[Records contained in a dataset]
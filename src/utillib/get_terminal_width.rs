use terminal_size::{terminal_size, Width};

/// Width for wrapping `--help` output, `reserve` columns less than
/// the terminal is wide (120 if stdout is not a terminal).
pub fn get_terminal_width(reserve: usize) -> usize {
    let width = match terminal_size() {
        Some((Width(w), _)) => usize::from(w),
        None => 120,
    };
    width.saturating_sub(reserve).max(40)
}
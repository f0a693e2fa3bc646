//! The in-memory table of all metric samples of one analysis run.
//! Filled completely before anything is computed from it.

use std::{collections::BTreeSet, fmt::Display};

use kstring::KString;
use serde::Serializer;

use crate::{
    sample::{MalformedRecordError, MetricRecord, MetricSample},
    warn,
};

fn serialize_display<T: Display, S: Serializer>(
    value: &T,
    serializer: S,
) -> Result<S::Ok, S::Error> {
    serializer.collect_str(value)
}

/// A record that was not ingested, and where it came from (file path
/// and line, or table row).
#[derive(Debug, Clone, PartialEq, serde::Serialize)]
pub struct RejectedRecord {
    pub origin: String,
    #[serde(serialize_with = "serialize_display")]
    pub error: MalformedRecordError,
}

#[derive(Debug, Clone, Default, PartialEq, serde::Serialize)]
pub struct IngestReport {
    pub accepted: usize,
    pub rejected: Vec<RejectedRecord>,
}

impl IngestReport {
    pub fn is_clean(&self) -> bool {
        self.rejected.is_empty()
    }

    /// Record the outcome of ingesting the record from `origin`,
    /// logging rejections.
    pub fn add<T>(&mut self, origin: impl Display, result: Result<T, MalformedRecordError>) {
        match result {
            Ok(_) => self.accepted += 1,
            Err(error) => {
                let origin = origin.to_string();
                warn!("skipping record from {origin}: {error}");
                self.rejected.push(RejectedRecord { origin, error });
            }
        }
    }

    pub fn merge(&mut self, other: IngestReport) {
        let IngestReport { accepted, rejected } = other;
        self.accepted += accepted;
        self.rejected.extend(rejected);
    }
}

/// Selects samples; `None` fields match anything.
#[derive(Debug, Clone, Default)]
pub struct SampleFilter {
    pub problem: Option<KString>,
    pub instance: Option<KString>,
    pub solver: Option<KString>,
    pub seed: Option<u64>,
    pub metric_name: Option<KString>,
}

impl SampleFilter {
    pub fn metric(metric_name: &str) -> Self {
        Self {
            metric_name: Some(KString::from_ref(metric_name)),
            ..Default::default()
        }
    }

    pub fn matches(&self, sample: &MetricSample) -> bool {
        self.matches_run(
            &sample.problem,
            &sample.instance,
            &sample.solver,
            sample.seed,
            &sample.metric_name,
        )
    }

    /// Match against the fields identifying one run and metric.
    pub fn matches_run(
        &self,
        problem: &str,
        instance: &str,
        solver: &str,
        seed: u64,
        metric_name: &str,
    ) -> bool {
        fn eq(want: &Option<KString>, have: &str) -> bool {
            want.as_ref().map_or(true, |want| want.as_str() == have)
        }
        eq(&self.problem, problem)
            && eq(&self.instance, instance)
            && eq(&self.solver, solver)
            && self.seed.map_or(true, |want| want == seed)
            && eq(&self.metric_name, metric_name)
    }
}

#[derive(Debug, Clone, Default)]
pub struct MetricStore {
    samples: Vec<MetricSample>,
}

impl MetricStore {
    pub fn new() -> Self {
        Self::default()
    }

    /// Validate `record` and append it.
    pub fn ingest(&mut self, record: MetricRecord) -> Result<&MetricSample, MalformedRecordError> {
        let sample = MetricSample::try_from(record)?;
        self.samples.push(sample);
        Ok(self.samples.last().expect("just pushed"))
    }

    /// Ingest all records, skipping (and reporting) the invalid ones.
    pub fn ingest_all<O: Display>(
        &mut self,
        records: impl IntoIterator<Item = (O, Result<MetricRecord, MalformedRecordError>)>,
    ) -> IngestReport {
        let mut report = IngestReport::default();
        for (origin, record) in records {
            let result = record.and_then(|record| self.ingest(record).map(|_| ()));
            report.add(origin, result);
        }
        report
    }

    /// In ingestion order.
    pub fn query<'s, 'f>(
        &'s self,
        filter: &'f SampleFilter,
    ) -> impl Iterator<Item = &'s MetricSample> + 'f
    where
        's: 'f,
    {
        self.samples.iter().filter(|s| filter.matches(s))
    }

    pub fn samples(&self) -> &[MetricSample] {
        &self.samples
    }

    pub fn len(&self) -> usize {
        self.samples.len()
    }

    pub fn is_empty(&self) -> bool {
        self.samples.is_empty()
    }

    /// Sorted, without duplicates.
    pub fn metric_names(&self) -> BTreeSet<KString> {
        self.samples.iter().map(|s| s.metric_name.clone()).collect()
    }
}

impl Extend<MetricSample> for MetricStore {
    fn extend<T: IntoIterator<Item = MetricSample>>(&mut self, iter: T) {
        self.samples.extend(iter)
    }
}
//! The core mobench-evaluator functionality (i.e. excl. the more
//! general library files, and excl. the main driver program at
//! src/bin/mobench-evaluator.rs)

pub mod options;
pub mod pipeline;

* * *

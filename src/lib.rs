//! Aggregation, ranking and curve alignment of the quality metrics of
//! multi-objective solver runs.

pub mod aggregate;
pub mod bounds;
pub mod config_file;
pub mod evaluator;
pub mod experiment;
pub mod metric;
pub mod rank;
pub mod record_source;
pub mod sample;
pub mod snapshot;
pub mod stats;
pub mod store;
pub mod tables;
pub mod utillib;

- PROBLEM -
Only the lines above starting at the one containing "computed from it." and ending at the one containing "pub struct RejectedRecord", both included, are to be returned, exactly as they read.

- SOLUTION TO THE EXERCISE -
//! Filled completely before anything is computed from it.

use std::{collections::BTreeSet, fmt::Display};

use kstring::KString;
use serde::Serializer;

use crate::{
    sample::{MalformedRecordError, MetricRecord, MetricSample},
    warn,
};

fn serialize_display<T: Display, S: Serializer>(
    value: &T,
    serializer: S,
) -> Result<S::Ok, S::Error> {
    serializer.collect_str(value)
}

/// A record that was not ingested, and where it came from (file path
/// and line, or table row).
#[derive(Debug, Clone, PartialEq, serde::Serialize)]
pub struct RejectedRecord {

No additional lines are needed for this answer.